# [WORK ITEM]
Which lines below hold the word "filter"? Copy all of them.

Stored data
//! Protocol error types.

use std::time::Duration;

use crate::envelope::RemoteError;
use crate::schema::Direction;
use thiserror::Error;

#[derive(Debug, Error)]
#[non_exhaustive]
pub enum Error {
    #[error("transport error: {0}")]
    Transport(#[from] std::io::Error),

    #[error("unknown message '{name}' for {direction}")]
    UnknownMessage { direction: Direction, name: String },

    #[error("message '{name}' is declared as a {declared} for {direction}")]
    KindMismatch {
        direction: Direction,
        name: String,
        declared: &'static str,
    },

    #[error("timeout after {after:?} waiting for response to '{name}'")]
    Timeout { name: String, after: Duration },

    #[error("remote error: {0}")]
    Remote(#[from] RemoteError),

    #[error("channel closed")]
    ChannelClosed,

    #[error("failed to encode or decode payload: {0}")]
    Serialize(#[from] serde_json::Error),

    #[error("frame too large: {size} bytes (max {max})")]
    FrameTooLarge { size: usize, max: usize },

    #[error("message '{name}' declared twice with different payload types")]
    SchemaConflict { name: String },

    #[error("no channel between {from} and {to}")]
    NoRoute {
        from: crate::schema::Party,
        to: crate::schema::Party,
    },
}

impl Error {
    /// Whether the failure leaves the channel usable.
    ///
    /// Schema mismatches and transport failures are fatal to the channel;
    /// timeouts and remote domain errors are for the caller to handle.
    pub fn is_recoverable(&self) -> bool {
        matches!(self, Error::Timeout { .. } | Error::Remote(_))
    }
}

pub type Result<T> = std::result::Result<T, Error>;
--
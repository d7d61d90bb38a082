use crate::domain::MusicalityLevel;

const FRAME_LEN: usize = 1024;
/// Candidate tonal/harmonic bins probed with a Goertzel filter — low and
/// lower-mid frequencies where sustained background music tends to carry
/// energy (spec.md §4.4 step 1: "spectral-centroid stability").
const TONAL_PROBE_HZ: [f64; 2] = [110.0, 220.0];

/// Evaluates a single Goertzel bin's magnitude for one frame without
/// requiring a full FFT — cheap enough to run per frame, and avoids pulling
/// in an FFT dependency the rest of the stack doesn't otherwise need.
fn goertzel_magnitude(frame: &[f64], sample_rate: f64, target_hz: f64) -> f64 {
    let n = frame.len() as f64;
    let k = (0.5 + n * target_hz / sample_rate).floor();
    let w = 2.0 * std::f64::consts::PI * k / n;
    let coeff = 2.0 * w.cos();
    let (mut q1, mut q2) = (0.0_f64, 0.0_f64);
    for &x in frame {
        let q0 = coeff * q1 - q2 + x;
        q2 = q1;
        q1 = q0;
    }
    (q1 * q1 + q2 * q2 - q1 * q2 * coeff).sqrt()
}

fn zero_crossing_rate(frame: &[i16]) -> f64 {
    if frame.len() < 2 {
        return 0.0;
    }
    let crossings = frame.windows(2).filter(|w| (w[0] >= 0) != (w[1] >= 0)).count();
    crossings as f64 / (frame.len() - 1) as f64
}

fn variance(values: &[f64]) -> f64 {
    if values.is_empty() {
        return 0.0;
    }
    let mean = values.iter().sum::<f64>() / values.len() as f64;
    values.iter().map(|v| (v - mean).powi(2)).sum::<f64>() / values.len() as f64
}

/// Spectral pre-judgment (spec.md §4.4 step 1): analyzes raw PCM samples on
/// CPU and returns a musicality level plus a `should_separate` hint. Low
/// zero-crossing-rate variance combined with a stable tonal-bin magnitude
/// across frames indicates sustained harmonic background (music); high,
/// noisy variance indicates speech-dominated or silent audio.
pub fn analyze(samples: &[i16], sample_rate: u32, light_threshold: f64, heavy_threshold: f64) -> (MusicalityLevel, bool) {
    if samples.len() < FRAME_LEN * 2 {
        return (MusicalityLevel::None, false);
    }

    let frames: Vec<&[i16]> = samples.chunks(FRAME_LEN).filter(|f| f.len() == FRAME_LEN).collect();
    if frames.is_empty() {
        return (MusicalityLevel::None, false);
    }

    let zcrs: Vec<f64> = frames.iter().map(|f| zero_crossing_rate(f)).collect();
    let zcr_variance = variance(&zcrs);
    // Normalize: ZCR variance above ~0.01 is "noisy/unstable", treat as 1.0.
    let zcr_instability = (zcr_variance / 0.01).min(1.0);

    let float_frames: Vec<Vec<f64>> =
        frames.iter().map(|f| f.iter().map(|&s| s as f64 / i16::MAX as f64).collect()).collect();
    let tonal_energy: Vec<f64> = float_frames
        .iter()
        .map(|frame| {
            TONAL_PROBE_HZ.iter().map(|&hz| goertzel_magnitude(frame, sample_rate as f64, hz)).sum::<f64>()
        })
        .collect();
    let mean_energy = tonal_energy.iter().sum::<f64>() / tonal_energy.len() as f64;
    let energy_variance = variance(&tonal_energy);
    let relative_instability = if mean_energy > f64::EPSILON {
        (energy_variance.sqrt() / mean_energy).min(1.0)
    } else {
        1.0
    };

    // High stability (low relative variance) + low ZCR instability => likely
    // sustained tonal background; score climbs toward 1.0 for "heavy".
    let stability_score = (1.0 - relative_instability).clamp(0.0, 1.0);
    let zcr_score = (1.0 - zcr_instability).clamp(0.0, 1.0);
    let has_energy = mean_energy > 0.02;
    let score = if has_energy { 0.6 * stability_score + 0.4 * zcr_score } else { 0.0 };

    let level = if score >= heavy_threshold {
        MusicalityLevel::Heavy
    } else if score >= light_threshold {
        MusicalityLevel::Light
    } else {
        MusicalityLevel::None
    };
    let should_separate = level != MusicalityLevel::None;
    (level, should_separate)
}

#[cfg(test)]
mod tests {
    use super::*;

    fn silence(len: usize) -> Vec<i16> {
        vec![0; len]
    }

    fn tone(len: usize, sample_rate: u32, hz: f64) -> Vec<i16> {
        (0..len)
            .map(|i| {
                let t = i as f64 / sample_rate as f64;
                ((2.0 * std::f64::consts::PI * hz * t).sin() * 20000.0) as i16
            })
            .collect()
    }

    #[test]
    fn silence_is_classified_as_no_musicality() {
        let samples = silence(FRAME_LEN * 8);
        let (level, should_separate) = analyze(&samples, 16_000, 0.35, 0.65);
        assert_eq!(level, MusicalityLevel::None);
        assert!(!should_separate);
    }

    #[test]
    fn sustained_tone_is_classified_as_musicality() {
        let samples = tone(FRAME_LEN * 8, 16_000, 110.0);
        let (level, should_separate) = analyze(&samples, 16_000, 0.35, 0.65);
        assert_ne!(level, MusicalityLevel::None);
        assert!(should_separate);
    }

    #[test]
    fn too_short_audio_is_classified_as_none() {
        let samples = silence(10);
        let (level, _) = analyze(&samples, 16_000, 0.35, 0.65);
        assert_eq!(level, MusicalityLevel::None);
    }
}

# [WRITTEN ANSWER]
/// Candidate tonal/harmonic bins probed with a Goertzel filter — low and
    let crossings = frame.windows(2).filter(|w| (w[0] >= 0) != (w[1] >= 0)).count();
    let frames: Vec<&[i16]> = samples.chunks(FRAME_LEN).filter(|f| f.len() == FRAME_LEN).collect();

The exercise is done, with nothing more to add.